Task directions
Retype the data exactly. Spelling and punctuation stay as they are.

(Stored data entries)
---

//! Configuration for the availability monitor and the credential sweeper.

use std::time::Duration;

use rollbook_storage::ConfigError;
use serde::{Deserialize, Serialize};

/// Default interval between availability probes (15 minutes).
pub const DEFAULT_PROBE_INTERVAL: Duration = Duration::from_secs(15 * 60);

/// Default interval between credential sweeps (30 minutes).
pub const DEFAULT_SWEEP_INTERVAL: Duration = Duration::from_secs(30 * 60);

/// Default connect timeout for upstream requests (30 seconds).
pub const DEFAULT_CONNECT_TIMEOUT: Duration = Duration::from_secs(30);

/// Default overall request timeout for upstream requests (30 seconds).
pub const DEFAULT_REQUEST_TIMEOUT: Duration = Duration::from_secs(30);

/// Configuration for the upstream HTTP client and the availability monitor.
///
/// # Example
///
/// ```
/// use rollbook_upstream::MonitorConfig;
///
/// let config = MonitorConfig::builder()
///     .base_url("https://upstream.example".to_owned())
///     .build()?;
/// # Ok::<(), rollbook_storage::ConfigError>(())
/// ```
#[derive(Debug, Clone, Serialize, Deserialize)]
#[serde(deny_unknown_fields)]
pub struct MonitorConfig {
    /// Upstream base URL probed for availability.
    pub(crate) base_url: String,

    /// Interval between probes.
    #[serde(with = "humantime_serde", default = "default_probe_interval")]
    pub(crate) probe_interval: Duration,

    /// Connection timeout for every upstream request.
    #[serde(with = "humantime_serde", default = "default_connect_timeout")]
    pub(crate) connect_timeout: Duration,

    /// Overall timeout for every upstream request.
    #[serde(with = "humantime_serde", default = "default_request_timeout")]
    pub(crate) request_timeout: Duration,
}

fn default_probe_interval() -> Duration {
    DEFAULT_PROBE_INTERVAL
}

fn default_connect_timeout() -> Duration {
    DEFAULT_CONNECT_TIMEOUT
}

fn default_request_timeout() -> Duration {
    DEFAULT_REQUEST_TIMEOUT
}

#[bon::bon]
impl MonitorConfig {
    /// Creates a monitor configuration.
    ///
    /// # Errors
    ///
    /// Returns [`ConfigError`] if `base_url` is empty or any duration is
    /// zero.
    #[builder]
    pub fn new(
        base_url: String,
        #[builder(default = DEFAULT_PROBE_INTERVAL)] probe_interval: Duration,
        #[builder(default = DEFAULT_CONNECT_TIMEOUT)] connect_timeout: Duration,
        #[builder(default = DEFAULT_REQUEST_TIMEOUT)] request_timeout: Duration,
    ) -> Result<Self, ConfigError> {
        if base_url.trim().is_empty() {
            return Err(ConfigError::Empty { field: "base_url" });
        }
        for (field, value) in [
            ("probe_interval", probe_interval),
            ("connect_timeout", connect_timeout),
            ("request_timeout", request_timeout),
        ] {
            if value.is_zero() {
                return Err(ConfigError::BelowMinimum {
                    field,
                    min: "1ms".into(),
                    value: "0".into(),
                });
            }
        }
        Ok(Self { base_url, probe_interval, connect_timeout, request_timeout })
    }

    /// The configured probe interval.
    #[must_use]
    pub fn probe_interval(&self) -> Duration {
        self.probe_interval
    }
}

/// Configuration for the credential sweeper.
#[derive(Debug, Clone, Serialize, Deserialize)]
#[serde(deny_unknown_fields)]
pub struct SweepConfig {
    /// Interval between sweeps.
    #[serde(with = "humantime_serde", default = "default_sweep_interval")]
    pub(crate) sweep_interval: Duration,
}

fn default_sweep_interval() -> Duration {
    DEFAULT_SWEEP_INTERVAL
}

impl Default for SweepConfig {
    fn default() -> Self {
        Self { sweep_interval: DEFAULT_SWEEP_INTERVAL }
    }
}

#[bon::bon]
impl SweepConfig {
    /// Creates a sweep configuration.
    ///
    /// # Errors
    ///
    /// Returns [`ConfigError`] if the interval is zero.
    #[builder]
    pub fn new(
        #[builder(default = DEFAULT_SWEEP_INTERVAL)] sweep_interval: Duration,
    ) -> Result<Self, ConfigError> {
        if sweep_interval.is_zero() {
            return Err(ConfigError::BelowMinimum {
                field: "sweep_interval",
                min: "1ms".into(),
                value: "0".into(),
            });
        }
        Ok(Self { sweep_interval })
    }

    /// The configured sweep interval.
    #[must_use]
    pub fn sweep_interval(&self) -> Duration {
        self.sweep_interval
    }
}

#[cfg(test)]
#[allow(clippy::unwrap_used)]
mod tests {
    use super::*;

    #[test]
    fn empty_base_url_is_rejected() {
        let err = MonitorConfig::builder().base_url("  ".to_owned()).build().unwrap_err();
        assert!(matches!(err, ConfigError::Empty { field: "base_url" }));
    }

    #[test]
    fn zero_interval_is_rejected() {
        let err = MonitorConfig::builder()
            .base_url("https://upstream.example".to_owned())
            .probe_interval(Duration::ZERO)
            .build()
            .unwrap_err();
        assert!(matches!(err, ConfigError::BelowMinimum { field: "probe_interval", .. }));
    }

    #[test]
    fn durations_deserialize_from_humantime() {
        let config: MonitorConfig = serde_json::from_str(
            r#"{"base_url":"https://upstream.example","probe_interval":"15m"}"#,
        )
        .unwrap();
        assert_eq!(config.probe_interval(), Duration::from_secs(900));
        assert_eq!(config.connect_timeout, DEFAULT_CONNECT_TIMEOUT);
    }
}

---

Answer below
//! Configuration for the availability monitor and the credential sweeper.

use std::time::Duration;

use rollbook_storage::ConfigError;
use serde::{Deserialize, Serialize};

/// Default interval between availability probes (15 minutes).
pub const DEFAULT_PROBE_INTERVAL: Duration = Duration::from_secs(15 * 60);

/// Default interval between credential sweeps (30 minutes).
pub const DEFAULT_SWEEP_INTERVAL: Duration = Duration::from_secs(30 * 60);

/// Default connect timeout for upstream requests (30 seconds).
pub const DEFAULT_CONNECT_TIMEOUT: Duration = Duration::from_secs(30);

/// Default overall request timeout for upstream requests (30 seconds).
pub const DEFAULT_REQUEST_TIMEOUT: Duration = Duration::from_secs(30);

/// Configuration for the upstream HTTP client and the availability monitor.
///
/// # Example
///
/// ```
/// use rollbook_upstream::MonitorConfig;
///
/// let config = MonitorConfig::builder()
///     .base_url("https://upstream.example".to_owned())
///     .build()?;
/// # Ok::<(), rollbook_storage::ConfigError>(())
/// ```
#[derive(Debug, Clone, Serialize, Deserialize)]
#[serde(deny_unknown_fields)]
pub struct MonitorConfig {
    /// Upstream base URL probed for availability.
    pub(crate) base_url: String,

    /// Interval between probes.
    #[serde(with = "humantime_serde", default = "default_probe_interval")]
    pub(crate) probe_interval: Duration,

    /// Connection timeout for every upstream request.
    #[serde(with = "humantime_serde", default = "default_connect_timeout")]
    pub(crate) connect_timeout: Duration,

    /// Overall timeout for every upstream request.
    #[serde(with = "humantime_serde", default = "default_request_timeout")]
    pub(crate) request_timeout: Duration,
}

fn default_probe_interval() -> Duration {
    DEFAULT_PROBE_INTERVAL
}

fn default_connect_timeout() -> Duration {
    DEFAULT_CONNECT_TIMEOUT
}

fn default_request_timeout() -> Duration {
    DEFAULT_REQUEST_TIMEOUT
}

#[bon::bon]
impl MonitorConfig {
    /// Creates a monitor configuration.
    ///
    /// # Errors
    ///
    /// Returns [`ConfigError`] if `base_url` is empty or any duration is
    /// zero.
    #[builder]
    pub fn new(
        base_url: String,
        #[builder(default = DEFAULT_PROBE_INTERVAL)] probe_interval: Duration,
        #[builder(default = DEFAULT_CONNECT_TIMEOUT)] connect_timeout: Duration,
        #[builder(default = DEFAULT_REQUEST_TIMEOUT)] request_timeout: Duration,
    ) -> Result<Self, ConfigError> {
        if base_url.trim().is_empty() {
            return Err(ConfigError::Empty { field: "base_url" });
        }
        for (field, value) in [
            ("probe_interval", probe_interval),
            ("connect_timeout", connect_timeout),
            ("request_timeout", request_timeout),
        ] {
            if value.is_zero() {
                return Err(ConfigError::BelowMinimum {
                    field,
                    min: "1ms".into(),
                    value: "0".into(),
                });
            }
        }
        Ok(Self { base_url, probe_interval, connect_timeout, request_timeout })
    }

    /// The configured probe interval.
    #[must_use]
    pub fn probe_interval(&self) -> Duration {
        self.probe_interval
    }
}

/// Configuration for the credential sweeper.
#[derive(Debug, Clone, Serialize, Deserialize)]
#[serde(deny_unknown_fields)]
pub struct SweepConfig {
    /// Interval between sweeps.
    #[serde(with = "humantime_serde", default = "default_sweep_interval")]
    pub(crate) sweep_interval: Duration,
}

fn default_sweep_interval() -> Duration {
    DEFAULT_SWEEP_INTERVAL
}

impl Default for SweepConfig {
    fn default() -> Self {
        Self { sweep_interval: DEFAULT_SWEEP_INTERVAL }
    }
}

#[bon::bon]
impl SweepConfig {
    /// Creates a sweep configuration.
    ///
    /// # Errors
    ///
    /// Returns [`ConfigError`] if the interval is zero.
    #[builder]
    pub fn new(
        #[builder(default = DEFAULT_SWEEP_INTERVAL)] sweep_interval: Duration,
    ) -> Result<Self, ConfigError> {
        if sweep_interval.is_zero() {
            return Err(ConfigError::BelowMinimum {
                field: "sweep_interval",
                min: "1ms".into(),
                value: "0".into(),
            });
        }
        Ok(Self { sweep_interval })
    }

    /// The configured sweep interval.
    #[must_use]
    pub fn sweep_interval(&self) -> Duration {
        self.sweep_interval
    }
}

#[cfg(test)]
#[allow(clippy::unwrap_used)]
mod tests {
    use super::*;

    #[test]
    fn empty_base_url_is_rejected() {
        let err = MonitorConfig::builder().base_url("  ".to_owned()).build().unwrap_err();
        assert!(matches!(err, ConfigError::Empty { field: "base_url" }));
    }

    #[test]
    fn zero_interval_is_rejected() {
        let err = MonitorConfig::builder()
            .base_url("https://upstream.example".to_owned())
            .probe_interval(Duration::ZERO)
            .build()
            .unwrap_err();
        assert!(matches!(err, ConfigError::BelowMinimum { field: "probe_interval", .. }));
    }

    #[test]
    fn durations_deserialize_from_humantime() {
        let config: MonitorConfig = serde_json::from_str(
            r#"{"base_url":"https://upstream.example","probe_interval":"15m"}"#,
        )
        .unwrap();
        assert_eq!(config.probe_interval(), Duration::from_secs(900));
        assert_eq!(config.connect_timeout, DEFAULT_CONNECT_TIMEOUT);
    }
}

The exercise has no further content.